Déjà, 4 milliards d’humains, soit la moitié de la population mondiale, subit un stress hydrique inquiétant. En 2050, ce serait 60 % de la population. Bahreïn, Chypre, Koweït, Liban, Oman sont les 5 pays les plus exposés mais le Chili, la Grèce, la Tunisie seraient aussi affectés. Les scientifiques s’attendent à la généralisation des coupures d’alimentation en eau dans les grandes villes en Inde, au Mexique, en Afrique du sud et même dans le sud de l’Angleterre.

 

L’agriculture productiviste, à forte irrigation, tournée vers l’exportation est un facteur d’aggravation.

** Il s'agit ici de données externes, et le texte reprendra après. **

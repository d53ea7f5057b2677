//! # Error Handling
//!
//! This module defines the centralized error type for `kiro-doc-sync`. It uses
//! the `thiserror` library to build an `Error` enum covering every failure the
//! library can report, each with enough context to be shown to an operator
//! as-is.
//!
//! ## Scopes
//!
//! Errors fall into four scopes, and the scope decides how far a failure
//! reaches:
//!
//! - **Configuration** (`ConfigNotFound`, `ConfigParse`, `ConfigInvalid`):
//!   fatal before any repository is fetched.
//! - **Fetch** (`GitClone`): fatal for one doc source only. The remaining
//!   sources are still processed.
//! - **Pattern resolution** (`PatternNotFound`, `NoMatches`,
//!   `PatternOutsideRepository`, `Walk`, `Glob`): scoped to one pattern.
//! - **Copy** (`Copy`): scoped to one resolved file.
//!
//! Pattern and copy errors are never propagated with `?` past the copier; they
//! are rendered to strings and collected into the sync report.

use std::path::PathBuf;

use thiserror::Error;

/// Main error type for kiro-doc-sync operations
#[derive(Error, Debug)]
pub enum Error {
    /// The configuration file does not exist.
    #[error("Config file not found: {}\n  hint: Use -c/--config to point at a different file, or create kiro-doc-sync.cfg.json in the project root", path.display())]
    ConfigNotFound { path: PathBuf },

    /// The configuration file is not valid JSON or does not match the schema.
    #[error("Configuration parsing error: {message}{}", hint.as_ref().map(|h| format!("\n  hint: {}", h)).unwrap_or_default())]
    ConfigParse {
        message: String,
        /// Optional hint for how to fix the configuration issue
        hint: Option<String>,
    },

    /// The configuration parsed but failed validation.
    #[error("Invalid config: {message}")]
    ConfigInvalid { message: String },

    /// An error occurred while cloning a Git repository.
    ///
    /// `r#ref` is the requested tag or branch, or `HEAD` when the remote
    /// default branch was requested.
    #[error("Git clone error for {url}@{r#ref}: {message}{}", hint.as_ref().map(|h| format!("\n  hint: {}", h)).unwrap_or_default())]
    GitClone {
        url: String,
        r#ref: String,
        message: String,
        /// Optional hint for how to resolve the clone issue
        hint: Option<String>,
    },

    /// A non-glob pattern does not exist in the snapshot.
    #[error("File not found in repo: {pattern}")]
    PatternNotFound { pattern: String },

    /// A glob pattern matched no files.
    #[error("No files matching: {pattern}")]
    NoMatches { pattern: String },

    /// A pattern is absolute or climbs out of the snapshot with `..`.
    #[error("Pattern escapes the repository: {pattern}")]
    PatternOutsideRepository { pattern: String },

    /// Listing a directory (or expanding a glob) failed part-way.
    #[error("Failed to list {}: {message}", path.display())]
    Walk { path: PathBuf, message: String },

    /// Copying one resolved file to the destination failed.
    #[error("Failed to copy {} -> {}: {source}", src.display(), dst.display())]
    Copy {
        src: PathBuf,
        dst: PathBuf,
        #[source]
        source: std::io::Error,
    },

    /// An I/O error, wrapped from `std::io::Error`.
    #[error("I/O error: {0}")]
    Io(#[from] std::io::Error),

    /// A glob pattern error, wrapped from `glob::PatternError`.
    #[error("Glob pattern error: {0}")]
    Glob(#[from] glob::PatternError),
}

/// A convenient type alias for `Result<T, Error>`.
pub type Result<T> = std::result::Result<T, Error>;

De fait, elle est en passe de mettre la sécurité alimentaire en danger. La production de canne à sucre, de blé, de maïs, risque d’être insuffisante. Quant à l’industrie, minière en particulier, gourmande en eau pour extraire, au sein des terres rares, les matériaux nécessaires aux nouvelles technologies comme le lithium, elle est susceptible de provoquer des « guerres de l’eau » (voir rubrique « ils, elles luttent » Argentine, l’eau vaut plus que le lithium).

 

En France, on n’est pas en reste : au 1er août, les niveaux de 72 % des nappes phréatiques sont inférieurs aux normes de saison. Des préfets ont déjà pris des arrêtés restrictifs dans certains départements interdisant l’arrosage des pelouses, le lavage des voitures, le remplissage des piscines. En revanche, rien contre les terrains de golf, ni les méga-bassines ! Et pourtant, selon une enquête réalisée par le journal le Monde (mi-août), 85 communes sont affectées par des pénuries d’eau, 67 sont ravitaillées par camions citernes et 18 par des bouteilles d’eau.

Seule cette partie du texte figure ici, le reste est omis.